Phase 1: Problem Definition (Week 1-2)

Before writing a single line of code, ensure you are solving a problem worth solving — and that artificial intelligence is the right tool.

Business alignment

  • Define the specific business problem in one sentence (not “use AI,” but “reduce customer churn by predicting at-risk accounts 30 days in advance”)
  • Quantify the business value — what is the problem costing today? What is the expected ROI of solving it?
  • Identify the business owner who will use the AI output and make decisions based on it
  • Confirm executive sponsorship — someone with budget authority who believes in the project
  • Define what “success” means in measurable terms (accuracy target, latency requirement, cost reduction %)

Feasibility validation

  • Verify that the problem is solvable with current AI approaches (not all problems are)
  • Identify similar implementations in the industry — have others solved this problem with AI?
  • Assess whether a simpler solution (rules engine, statistical model, manual process) could achieve 80% of the value at 20% of the cost
  • Document assumptions that must hold true for the AI approach to work
  • Identify the biggest technical risks and unknowns

Scope definition

  • Define what is IN scope for the MVP (specific use case, user group, data source)
  • Define what is OUT of scope (resist pressure to add “just one more” capability)
  • Set the timeline — a realistic MVP should take 12-20 weeks, not 6-12 months
  • Identify phase gates — at what points will you reassess and potentially stop?
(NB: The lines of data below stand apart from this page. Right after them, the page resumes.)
//! Copy executor
//!
//! Applies the resolved pairs of every repository in two passes. The
//! pre-clean pass runs to completion before anything is copied, so a later
//! pair may merge into a directory an earlier pair also writes to.

use std::fs;
use std::path::PathBuf;

use srcsync_fs::MirrorPath;
use srcsync_fs::copy::{clean_tree, copy_file, copy_tree};
use srcsync_git::CommitId;

use crate::Result;
use crate::resolve::{CopyPair, EntryKind};
use crate::status::StatusRecord;

/// A resolved pair together with the commit it is copied from.
#[derive(Debug, Clone)]
pub struct PlannedCopy {
    pub pair: CopyPair,
    pub commit: CommitId,
    /// Label of the repository the source belongs to
    pub repo: String,
}

/// Every pair of one invocation, in manifest order.
#[derive(Debug, Clone, Default)]
pub struct CopyPlan {
    entries: Vec<PlannedCopy>,
}

impl CopyPlan {
    pub fn new() -> Self {
        Self::default()
    }

    /// Append the pairs resolved for one copy directive.
    pub fn extend(&mut self, repo: &str, commit: &CommitId, pairs: Vec<CopyPair>) {
        self.entries.extend(pairs.into_iter().map(|pair| PlannedCopy {
            pair,
            commit: commit.clone(),
            repo: repo.to_string(),
        }));
    }

    /// Move each file pair whose destination another pair uses as a
    /// directory to `<dst>/<file name>`.
    ///
    /// Resolution only sees directories already on disk; this applies the
    /// same rule to directories the plan itself creates, so the layout does
    /// not depend on what an earlier run left behind.
    pub fn nest_files_in_directories(&mut self) {
        let claimed: Vec<(PathBuf, EntryKind)> = self
            .entries
            .iter()
            .map(|planned| (planned.pair.dst.clone(), planned.pair.kind))
            .collect();

        for (index, planned) in self.entries.iter_mut().enumerate() {
            let pair = &mut planned.pair;
            if pair.kind != EntryKind::File {
                continue;
            }
            let used_as_dir = claimed.iter().enumerate().any(|(other, (dst, kind))| {
                other != index
                    && ((*kind == EntryKind::Directory && *dst == pair.dst)
                        || (*dst != pair.dst && dst.starts_with(&pair.dst)))
            });
            if !used_as_dir {
                continue;
            }
            if let Some(name) = pair.src.file_name() {
                let nested = pair.dst.join(name);
                tracing::debug!(
                    src = %pair.src.display(),
                    dst = %nested.display(),
                    "Destination is a directory in this plan"
                );
                pair.dst = nested;
            }
        }
    }

    pub fn iter(&self) -> impl Iterator<Item = &PlannedCopy> {
        self.entries.iter()
    }

    pub fn len(&self) -> usize {
        self.entries.len()
    }

    pub fn is_empty(&self) -> bool {
        self.entries.is_empty()
    }
}

/// Runs a [`CopyPlan`] against the output tree.
pub struct CopyExecutor<'a> {
    /// Paths that survive pre-clean even inside a cleaned directory
    protected: &'a [PathBuf],
}

impl<'a> CopyExecutor<'a> {
    pub fn new(protected: &'a [PathBuf]) -> Self {
        Self { protected }
    }

    /// Pre-clean, then copy, recording each destination into `status`.
    ///
    /// Returns the number of pairs applied. A failure leaves the output tree
    /// partially written and `status` partially filled.
    pub fn execute(&self, plan: &CopyPlan, status: &mut StatusRecord) -> Result<usize> {
        self.pre_clean(plan)?;
        self.copy(plan, status)
    }

    /// Remove existing destinations of directory sources.
    pub fn pre_clean(&self, plan: &CopyPlan) -> Result<()> {
        for planned in plan.iter() {
            let pair = &planned.pair;
            if pair.kind != EntryKind::Directory || self.protected.contains(&pair.dst) {
                continue;
            }
            if fs::symlink_metadata(&pair.dst).is_err() {
                continue;
            }

            tracing::debug!(dst = %pair.dst.display(), "Cleaning destination");
            clean_tree(&pair.dst, self.protected)?;
        }
        Ok(())
    }

    fn copy(&self, plan: &CopyPlan, status: &mut StatusRecord) -> Result<usize> {
        let mut applied = 0;
        for planned in plan.iter() {
            let pair = &planned.pair;
            match pair.kind {
                EntryKind::Directory => {
                    let files = copy_tree(&pair.src, &pair.dst, &[MirrorPath::GitDir.as_str()])?;
                    tracing::debug!(
                        repo = %planned.repo,
                        src = %pair.src.display(),
                        dst = %pair.dst.display(),
                        files,
                        "Copied directory"
                    );
                }
                EntryKind::File => {
                    if let Some(parent) = pair.dst.parent() {
                        fs::create_dir_all(parent)
                            .map_err(|e| srcsync_fs::Error::io(parent, e))?;
                    }
                    copy_file(&pair.src, &pair.dst)?;
                    tracing::debug!(
                        repo = %planned.repo,
                        src = %pair.src.display(),
                        dst = %pair.dst.display(),
                        "Copied file"
                    );
                }
            }
            status.record(&pair.dst, &planned.commit);
            applied += 1;
        }
        Ok(applied)
    }
}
Common pitfall: Defining the problem as “implement machine learning” instead of a specific business outcome. AI is a means, not an end.

Phase 2: Data Assessment (Week 2-6)

Data assessment is the most underestimated phase. It determines whether your project is viable, how long it will take, and what model approaches are feasible.

Data inventory

  • List all data sources relevant to the problem (databases, APIs, files, third-party feeds)
  • Document data format, schema, and volume for each source
  • Identify data owners and access procedures
  • Map data lineage — where does the data originate, how is it transformed, where does it land?

Data quality audit

  • Measure completeness — what percentage of required fields are populated?
  • Measure accuracy — spot-check a random sample against ground truth
  • Identify and quantify missing values, duplicates, and outliers
  • Assess data freshness — how often is the data updated? Is there lag?
  • Document known biases in the data (temporal, geographic, demographic, selection)

Data readiness

  • Verify you have enough labeled examples for supervised learning (minimum thousands, ideally tens of thousands)
  • If labels are missing, estimate the cost and time to create them (manual annotation, weak supervision, programmatic labeling)
  • Test data accessibility — can your team extract data programmatically within minutes, not days?
  • Assess data privacy constraints — PII handling, GDPR compliance, anonymization requirements
  • Create a representative sample dataset for initial experimentation

Data pipeline design

  • Design the data pipeline: ingestion → cleaning → transformation → feature engineering → storage
  • Identify which pipeline steps can be automated vs. require manual intervention
  • Plan for data versioning — you need to track which data was used for which model version
  • Estimate ongoing data acquisition costs

Common pitfall: Assuming data is clean because it is in a database. Production databases contain years of accumulated inconsistencies, schema changes, and edge cases that only surface during model training.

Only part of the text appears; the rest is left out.